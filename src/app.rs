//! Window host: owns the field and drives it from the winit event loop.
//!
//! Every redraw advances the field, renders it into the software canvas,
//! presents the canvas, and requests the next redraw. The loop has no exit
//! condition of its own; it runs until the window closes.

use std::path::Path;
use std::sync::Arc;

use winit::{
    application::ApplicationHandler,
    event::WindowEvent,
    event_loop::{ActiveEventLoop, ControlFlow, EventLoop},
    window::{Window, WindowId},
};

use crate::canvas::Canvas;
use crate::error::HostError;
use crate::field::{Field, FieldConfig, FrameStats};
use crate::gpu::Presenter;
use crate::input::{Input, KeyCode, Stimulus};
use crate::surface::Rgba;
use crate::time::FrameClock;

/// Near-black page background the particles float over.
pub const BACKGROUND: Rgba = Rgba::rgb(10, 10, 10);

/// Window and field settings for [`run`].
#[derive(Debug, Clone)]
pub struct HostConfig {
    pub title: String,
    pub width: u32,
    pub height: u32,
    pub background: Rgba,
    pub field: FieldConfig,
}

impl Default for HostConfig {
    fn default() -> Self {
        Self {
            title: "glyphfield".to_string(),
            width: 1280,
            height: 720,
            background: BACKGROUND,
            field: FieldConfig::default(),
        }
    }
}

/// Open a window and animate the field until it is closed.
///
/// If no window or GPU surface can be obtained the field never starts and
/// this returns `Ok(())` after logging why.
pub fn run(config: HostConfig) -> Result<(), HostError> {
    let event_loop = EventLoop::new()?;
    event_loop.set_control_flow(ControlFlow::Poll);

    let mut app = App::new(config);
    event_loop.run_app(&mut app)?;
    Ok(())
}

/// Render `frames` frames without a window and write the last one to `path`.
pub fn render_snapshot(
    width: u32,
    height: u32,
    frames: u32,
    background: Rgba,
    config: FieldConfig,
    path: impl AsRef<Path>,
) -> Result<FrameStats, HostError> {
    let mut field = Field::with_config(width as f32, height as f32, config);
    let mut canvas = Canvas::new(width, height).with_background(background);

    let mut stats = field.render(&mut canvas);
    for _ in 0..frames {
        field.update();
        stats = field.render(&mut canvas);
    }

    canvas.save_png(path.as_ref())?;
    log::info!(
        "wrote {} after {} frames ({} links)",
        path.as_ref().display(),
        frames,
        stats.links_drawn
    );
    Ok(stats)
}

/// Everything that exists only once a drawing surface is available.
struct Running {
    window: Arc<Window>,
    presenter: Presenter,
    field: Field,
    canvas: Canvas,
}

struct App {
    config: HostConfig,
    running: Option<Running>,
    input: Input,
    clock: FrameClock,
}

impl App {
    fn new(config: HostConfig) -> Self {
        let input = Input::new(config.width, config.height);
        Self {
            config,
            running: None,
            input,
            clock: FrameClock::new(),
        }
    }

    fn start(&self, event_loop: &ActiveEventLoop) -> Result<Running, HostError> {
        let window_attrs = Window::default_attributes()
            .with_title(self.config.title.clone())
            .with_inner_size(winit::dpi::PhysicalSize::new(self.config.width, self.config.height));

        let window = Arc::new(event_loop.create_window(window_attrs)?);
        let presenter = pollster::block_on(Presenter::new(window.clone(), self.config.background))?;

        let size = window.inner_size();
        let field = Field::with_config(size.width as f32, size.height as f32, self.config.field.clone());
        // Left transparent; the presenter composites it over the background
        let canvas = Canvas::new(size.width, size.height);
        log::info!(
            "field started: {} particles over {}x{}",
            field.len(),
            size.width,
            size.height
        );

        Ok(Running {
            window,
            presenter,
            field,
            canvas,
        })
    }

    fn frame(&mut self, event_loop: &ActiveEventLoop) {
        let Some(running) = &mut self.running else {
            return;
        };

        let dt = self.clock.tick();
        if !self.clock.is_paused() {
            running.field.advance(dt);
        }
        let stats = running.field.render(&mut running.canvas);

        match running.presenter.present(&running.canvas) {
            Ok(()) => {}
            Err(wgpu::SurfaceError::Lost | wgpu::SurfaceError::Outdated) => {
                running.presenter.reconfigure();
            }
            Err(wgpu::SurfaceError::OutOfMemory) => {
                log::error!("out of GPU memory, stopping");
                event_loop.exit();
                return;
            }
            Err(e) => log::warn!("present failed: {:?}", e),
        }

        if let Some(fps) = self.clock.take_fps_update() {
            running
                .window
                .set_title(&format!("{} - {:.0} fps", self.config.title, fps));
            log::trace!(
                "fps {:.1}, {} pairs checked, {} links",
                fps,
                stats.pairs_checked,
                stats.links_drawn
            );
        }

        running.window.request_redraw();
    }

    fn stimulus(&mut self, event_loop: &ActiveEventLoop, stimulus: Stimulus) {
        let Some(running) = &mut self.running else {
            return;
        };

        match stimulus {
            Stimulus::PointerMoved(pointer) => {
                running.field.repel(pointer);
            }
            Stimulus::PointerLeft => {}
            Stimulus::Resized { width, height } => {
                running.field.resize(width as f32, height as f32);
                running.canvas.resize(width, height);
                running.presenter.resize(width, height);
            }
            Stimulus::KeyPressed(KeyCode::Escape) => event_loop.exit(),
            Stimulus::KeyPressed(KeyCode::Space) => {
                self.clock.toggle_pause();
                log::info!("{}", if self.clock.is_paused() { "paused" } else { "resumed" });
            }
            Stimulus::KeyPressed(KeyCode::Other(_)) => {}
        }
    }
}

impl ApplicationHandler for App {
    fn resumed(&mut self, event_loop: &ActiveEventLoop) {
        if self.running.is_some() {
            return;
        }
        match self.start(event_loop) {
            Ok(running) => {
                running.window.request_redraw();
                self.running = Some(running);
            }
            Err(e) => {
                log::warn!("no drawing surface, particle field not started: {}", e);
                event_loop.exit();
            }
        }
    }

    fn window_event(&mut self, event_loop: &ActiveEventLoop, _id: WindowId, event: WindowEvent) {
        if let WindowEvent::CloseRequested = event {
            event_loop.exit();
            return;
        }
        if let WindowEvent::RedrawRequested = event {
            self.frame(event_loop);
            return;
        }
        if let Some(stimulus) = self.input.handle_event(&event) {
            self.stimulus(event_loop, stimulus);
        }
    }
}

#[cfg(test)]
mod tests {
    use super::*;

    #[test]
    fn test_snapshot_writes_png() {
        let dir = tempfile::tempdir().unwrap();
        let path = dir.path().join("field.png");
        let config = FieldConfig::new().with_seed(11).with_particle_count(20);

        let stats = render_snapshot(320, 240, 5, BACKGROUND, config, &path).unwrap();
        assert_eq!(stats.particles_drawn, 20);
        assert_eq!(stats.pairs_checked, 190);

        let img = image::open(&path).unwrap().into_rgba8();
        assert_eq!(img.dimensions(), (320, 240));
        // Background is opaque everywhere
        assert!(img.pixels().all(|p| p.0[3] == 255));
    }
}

--

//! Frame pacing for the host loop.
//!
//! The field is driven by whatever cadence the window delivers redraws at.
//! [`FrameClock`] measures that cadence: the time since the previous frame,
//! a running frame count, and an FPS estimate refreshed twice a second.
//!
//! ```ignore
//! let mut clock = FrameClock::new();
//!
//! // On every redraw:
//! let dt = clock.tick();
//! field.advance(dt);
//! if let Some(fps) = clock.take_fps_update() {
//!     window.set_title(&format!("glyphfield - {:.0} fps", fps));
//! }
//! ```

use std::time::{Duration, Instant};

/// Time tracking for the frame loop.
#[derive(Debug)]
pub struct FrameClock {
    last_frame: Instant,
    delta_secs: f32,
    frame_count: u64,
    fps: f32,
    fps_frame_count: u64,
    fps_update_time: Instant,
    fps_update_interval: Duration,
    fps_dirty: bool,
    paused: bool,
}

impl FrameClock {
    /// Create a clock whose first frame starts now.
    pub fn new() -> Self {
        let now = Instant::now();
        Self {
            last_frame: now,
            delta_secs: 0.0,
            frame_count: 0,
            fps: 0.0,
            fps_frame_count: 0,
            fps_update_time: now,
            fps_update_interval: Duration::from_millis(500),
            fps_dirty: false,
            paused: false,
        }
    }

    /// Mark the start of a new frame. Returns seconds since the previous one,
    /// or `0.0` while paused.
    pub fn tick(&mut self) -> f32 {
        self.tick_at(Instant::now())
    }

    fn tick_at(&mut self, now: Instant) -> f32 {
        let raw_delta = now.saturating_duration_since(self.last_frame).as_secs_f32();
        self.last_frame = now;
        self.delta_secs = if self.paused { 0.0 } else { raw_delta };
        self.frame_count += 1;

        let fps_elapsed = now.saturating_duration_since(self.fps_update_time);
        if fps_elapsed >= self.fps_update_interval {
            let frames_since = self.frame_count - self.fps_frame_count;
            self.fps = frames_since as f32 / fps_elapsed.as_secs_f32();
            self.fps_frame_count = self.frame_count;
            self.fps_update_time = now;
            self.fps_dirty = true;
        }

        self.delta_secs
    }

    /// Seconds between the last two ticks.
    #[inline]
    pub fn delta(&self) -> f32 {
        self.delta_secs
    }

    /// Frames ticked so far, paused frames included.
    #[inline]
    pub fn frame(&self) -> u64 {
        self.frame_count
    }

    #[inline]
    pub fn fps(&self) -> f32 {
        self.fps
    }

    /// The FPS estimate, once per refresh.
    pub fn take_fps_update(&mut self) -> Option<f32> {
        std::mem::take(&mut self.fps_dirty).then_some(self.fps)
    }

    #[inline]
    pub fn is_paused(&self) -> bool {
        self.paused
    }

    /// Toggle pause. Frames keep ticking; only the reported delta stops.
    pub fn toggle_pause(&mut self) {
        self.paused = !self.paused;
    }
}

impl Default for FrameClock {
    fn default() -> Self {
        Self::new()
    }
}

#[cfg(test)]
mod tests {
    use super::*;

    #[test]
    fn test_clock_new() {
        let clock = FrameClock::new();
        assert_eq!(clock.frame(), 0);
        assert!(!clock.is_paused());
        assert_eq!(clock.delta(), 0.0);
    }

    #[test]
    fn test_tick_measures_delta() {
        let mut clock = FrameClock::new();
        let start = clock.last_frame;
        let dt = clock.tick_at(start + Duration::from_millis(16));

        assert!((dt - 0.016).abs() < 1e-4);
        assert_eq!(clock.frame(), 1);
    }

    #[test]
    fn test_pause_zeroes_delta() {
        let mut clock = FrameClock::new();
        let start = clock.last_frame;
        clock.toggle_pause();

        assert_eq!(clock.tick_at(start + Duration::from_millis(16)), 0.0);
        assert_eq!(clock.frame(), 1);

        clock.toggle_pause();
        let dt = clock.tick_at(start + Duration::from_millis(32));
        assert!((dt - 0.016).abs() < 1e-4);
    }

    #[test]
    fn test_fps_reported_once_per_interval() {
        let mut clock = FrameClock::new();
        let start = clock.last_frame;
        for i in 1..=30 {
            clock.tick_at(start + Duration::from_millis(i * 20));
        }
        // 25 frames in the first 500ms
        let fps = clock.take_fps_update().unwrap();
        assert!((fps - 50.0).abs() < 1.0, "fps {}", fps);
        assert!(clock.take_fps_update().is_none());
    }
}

▶ _WORK REQUEST_
Pick out and copy the lines of the entries that hold the string "only".

▶ _COMPLETED EXERCISE_
/// Everything that exists only once a drawing surface is available.
    /// Toggle pause. Frames keep ticking; only the reported delta stops.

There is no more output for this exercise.